Your assignment: Nothing in the records may change. Print them all again.

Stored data
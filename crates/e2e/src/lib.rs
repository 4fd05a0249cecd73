//! OPNC E2E Integration Suite
//!
//! Drives a real browser through the SSO/OAuth2 login and configuration
//! flows of the three applications (Keycloak, Nextcloud, OpenProject) and
//! gates test execution on the cluster's setup job.
//!
//! # Architecture
//!
//! ```text
//! ┌──────────────────────────────────────────────────────────────┐
//! │                      Test Runner (Rust)                      │
//! ├──────────────────────────────────────────────────────────────┤
//! │  TestRunner                                                  │
//! │    ├── ensure_setup_ready()  -> JobWaiter (kubectl polling)  │
//! │    ├── run_flow(flow)        -> PlaywrightDriver (node)      │
//! │    └── write_results()       -> test-results/results.json    │
//! ├──────────────────────────────────────────────────────────────┤
//! │  Flow (one canonical flow per scenario)                      │
//! │    └── steps: Vec<Step>, built by page objects               │
//! │          Step::Goto / Fill / Click / WaitVisible / Expect*   │
//! │          Locator: closed descriptor enum -> Playwright expr  │
//! └──────────────────────────────────────────────────────────────┘
//! ```
//!
//! Page objects never touch the browser: they are pure step builders, and a
//! whole flow is compiled into one Playwright script so session state (SSO
//! cookies, redirects) survives across steps.

pub mod api;
pub mod error;
pub mod flows;
pub mod locator;
pub mod pages;
pub mod playwright;
pub mod runner;
pub mod setup;
pub mod step;

pub use error::{E2eError, E2eResult};
pub use flows::Flow;
pub use locator::Locator;
pub use playwright::{PlaywrightConfig, PlaywrightDriver};
pub use runner::TestRunner;
pub use setup::{JobQuery, JobWaiter, KubectlQuery, WaitOptions};
pub use step::Step;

Solution to this task:
filename crates/e2e/src/lib.rs
repository 4fd05a0249cecd73
//! OPNC E2E Integration Suite
//!
//! Drives a real browser through the SSO/OAuth2 login and configuration
//! flows of the three applications (Keycloak, Nextcloud, OpenProject) and
//! gates test execution on the cluster's setup job.
//!
//! # Architecture
//!
//! ```text
//! ┌──────────────────────────────────────────────────────────────┐
//! │                      Test Runner (Rust)                      │
//! ├──────────────────────────────────────────────────────────────┤
//! │  TestRunner                                                  │
//! │    ├── ensure_setup_ready()  -> JobWaiter (kubectl polling)  │
//! │    ├── run_flow(flow)        -> PlaywrightDriver (node)      │
//! │    └── write_results()       -> test-results/results.json    │
//! ├──────────────────────────────────────────────────────────────┤
//! │  Flow (one canonical flow per scenario)                      │
//! │    └── steps: Vec<Step>, built by page objects               │
//! │          Step::Goto / Fill / Click / WaitVisible / Expect*   │
//! │          Locator: closed descriptor enum -> Playwright expr  │
//! └──────────────────────────────────────────────────────────────┘
//! ```
//!
//! Page objects never touch the browser: they are pure step builders, and a
//! whole flow is compiled into one Playwright script so session state (SSO
//! cookies, redirects) survives across steps.

pub mod api;
pub mod error;
pub mod flows;
pub mod locator;
pub mod pages;
pub mod playwright;
pub mod runner;
pub mod setup;
pub mod step;

pub use error::{E2eError, E2eResult};
pub use flows::Flow;
pub use locator::Locator;
pub use playwright::{PlaywrightConfig, PlaywrightDriver};
pub use runner::TestRunner;
pub use setup::{JobQuery, JobWaiter, KubectlQuery, WaitOptions};
pub use step::Step;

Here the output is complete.